[Stored data entries]
[Start of Attachment]

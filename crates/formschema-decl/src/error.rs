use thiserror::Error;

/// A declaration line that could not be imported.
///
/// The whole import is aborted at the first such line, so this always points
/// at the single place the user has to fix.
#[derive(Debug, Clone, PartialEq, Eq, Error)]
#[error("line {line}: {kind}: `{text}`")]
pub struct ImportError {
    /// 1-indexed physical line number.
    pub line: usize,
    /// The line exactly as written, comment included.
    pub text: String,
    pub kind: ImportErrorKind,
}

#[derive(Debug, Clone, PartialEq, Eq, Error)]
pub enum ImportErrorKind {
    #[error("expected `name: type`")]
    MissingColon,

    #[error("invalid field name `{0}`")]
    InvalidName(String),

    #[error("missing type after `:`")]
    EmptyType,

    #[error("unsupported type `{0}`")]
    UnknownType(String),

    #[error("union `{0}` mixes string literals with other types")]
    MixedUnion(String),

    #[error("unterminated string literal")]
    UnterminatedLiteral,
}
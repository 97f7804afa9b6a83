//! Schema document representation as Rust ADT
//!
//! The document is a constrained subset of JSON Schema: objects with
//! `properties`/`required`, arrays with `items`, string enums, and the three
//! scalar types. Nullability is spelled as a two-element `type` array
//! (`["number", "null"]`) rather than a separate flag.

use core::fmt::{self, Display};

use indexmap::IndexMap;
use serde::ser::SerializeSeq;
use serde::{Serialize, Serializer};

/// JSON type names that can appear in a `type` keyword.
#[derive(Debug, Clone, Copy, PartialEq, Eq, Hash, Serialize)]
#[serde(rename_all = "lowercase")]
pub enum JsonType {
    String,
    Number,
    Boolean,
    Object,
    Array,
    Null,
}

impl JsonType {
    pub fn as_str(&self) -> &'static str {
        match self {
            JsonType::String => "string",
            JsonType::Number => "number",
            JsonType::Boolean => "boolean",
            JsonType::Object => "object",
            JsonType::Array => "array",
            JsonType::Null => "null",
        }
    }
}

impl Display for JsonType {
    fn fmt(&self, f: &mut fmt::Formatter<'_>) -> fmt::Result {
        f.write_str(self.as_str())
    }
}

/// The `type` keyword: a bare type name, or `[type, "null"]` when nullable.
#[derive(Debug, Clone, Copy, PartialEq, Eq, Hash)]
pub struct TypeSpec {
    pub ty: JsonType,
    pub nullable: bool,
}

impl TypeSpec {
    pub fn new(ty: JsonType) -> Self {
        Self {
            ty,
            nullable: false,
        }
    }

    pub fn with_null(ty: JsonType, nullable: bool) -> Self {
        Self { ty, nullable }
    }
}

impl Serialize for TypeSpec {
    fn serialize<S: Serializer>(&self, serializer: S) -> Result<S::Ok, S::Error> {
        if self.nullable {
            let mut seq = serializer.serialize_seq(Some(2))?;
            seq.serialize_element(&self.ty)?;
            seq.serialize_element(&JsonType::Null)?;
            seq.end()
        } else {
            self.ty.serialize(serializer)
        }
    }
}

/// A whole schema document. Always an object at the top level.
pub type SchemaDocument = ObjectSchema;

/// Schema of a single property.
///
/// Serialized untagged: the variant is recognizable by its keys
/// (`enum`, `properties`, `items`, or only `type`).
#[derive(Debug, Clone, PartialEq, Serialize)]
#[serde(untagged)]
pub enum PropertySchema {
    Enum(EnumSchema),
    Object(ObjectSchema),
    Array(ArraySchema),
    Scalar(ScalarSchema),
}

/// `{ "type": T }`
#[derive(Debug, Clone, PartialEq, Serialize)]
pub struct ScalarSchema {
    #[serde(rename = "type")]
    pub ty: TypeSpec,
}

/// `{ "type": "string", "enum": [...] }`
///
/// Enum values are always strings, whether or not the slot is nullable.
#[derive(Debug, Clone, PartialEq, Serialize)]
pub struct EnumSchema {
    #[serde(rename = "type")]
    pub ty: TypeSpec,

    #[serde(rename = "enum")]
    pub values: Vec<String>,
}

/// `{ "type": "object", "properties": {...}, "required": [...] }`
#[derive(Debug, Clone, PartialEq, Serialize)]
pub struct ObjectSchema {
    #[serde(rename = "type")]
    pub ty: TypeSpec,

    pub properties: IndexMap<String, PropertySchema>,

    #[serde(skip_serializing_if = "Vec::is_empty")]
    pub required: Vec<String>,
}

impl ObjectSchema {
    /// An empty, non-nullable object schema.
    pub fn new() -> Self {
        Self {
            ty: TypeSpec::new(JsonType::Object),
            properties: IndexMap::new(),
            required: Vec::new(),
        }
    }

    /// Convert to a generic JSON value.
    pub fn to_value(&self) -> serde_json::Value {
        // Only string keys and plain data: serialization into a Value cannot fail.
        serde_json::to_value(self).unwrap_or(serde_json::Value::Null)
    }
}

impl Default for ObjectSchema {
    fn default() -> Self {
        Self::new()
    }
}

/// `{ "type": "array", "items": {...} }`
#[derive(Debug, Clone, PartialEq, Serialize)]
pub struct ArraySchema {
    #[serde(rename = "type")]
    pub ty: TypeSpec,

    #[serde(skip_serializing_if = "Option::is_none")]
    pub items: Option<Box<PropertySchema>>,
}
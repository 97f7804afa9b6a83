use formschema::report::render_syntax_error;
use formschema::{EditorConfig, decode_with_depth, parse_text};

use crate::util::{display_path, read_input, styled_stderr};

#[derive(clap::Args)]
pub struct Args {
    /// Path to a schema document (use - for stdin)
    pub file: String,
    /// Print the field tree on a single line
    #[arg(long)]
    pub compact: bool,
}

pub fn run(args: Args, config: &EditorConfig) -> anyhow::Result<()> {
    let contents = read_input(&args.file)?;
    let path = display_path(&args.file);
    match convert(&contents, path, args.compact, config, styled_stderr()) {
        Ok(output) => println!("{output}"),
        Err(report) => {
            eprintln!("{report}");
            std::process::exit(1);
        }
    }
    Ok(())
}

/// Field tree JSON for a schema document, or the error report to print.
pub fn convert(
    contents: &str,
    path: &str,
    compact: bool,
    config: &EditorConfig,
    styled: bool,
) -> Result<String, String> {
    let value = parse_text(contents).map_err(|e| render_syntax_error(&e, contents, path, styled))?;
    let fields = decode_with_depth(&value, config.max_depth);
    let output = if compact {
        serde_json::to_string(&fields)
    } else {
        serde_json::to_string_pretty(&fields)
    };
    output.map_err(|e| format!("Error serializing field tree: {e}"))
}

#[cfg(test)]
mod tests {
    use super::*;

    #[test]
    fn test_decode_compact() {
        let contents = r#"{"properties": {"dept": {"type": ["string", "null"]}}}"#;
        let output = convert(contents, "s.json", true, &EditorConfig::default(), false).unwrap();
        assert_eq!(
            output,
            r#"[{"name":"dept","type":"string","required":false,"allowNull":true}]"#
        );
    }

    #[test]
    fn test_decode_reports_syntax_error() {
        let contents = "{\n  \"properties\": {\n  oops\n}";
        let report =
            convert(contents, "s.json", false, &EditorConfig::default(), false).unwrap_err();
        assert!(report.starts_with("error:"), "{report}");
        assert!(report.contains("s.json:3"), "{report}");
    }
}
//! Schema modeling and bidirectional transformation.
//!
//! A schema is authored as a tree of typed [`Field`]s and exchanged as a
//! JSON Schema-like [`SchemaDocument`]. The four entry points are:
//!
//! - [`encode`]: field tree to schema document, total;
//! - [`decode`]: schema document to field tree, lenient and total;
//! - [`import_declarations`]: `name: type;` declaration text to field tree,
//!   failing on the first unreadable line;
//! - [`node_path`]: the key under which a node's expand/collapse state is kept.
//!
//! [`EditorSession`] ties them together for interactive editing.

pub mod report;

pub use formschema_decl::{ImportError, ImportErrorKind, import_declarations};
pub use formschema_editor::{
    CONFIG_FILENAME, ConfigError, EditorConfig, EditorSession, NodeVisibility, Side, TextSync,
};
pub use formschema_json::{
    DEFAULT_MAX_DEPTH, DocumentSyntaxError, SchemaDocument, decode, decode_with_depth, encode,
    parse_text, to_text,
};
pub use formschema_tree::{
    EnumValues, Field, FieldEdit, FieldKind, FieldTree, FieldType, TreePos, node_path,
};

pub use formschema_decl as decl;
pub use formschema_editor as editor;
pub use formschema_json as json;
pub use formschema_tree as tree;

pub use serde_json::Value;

[End of Attachment]

* **Assignment**
Take every line from the data above that holds "true" and copy it out.

* **Response to the exercise**
        let output = convert(contents, "s.json", true, &EditorConfig::default(), false).unwrap();
            r#"[{"name":"dept","type":"string","required":false,"allowNull":true}]"#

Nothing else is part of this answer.